(Saved data entries)
+===+
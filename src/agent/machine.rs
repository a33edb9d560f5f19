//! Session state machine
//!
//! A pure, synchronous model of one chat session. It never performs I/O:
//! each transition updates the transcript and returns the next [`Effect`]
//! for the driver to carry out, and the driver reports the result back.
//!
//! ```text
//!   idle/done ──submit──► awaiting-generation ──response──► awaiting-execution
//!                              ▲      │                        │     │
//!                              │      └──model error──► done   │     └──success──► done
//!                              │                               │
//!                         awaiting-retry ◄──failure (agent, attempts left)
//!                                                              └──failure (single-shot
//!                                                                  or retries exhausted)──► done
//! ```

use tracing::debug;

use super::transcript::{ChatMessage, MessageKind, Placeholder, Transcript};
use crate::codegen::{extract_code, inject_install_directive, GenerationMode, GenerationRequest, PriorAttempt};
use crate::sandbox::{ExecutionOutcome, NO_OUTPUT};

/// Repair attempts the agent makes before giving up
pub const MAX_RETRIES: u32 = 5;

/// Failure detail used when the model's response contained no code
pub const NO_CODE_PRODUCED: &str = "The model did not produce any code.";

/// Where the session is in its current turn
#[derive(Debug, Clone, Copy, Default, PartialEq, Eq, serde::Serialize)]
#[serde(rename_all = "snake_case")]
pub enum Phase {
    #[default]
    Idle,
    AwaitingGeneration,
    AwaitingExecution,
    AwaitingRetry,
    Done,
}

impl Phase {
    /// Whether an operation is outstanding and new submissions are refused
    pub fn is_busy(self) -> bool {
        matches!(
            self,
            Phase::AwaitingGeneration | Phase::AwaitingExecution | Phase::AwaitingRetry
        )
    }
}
+===+
# Problem to work on
Return every record exactly as it was given.

# Output below
filename src/agent/machine.rs
repository a33edb9d560f5f19
//! Session state machine
//!
//! A pure, synchronous model of one chat session. It never performs I/O:
//! each transition updates the transcript and returns the next [`Effect`]
//! for the driver to carry out, and the driver reports the result back.
//!
//! ```text
//!   idle/done ──submit──► awaiting-generation ──response──► awaiting-execution
//!                              ▲      │                        │     │
//!                              │      └──model error──► done   │     └──success──► done
//!                              │                               │
//!                         awaiting-retry ◄──failure (agent, attempts left)
//!                                                              └──failure (single-shot
//!                                                                  or retries exhausted)──► done
//! ```

use tracing::debug;

use super::transcript::{ChatMessage, MessageKind, Placeholder, Transcript};
use crate::codegen::{extract_code, inject_install_directive, GenerationMode, GenerationRequest, PriorAttempt};
use crate::sandbox::{ExecutionOutcome, NO_OUTPUT};

/// Repair attempts the agent makes before giving up
pub const MAX_RETRIES: u32 = 5;

/// Failure detail used when the model's response contained no code
pub const NO_CODE_PRODUCED: &str = "The model did not produce any code.";

/// Where the session is in its current turn
#[derive(Debug, Clone, Copy, Default, PartialEq, Eq, serde::Serialize)]
#[serde(rename_all = "snake_case")]
pub enum Phase {
    #[default]
    Idle,
    AwaitingGeneration,
    AwaitingExecution,
    AwaitingRetry,
    Done,
}

impl Phase {
    /// Whether an operation is outstanding and new submissions are refused
    pub fn is_busy(self) -> bool {
        matches!(
            self,
            Phase::AwaitingGeneration | Phase::AwaitingExecution | Phase::AwaitingRetry
        )
    }
}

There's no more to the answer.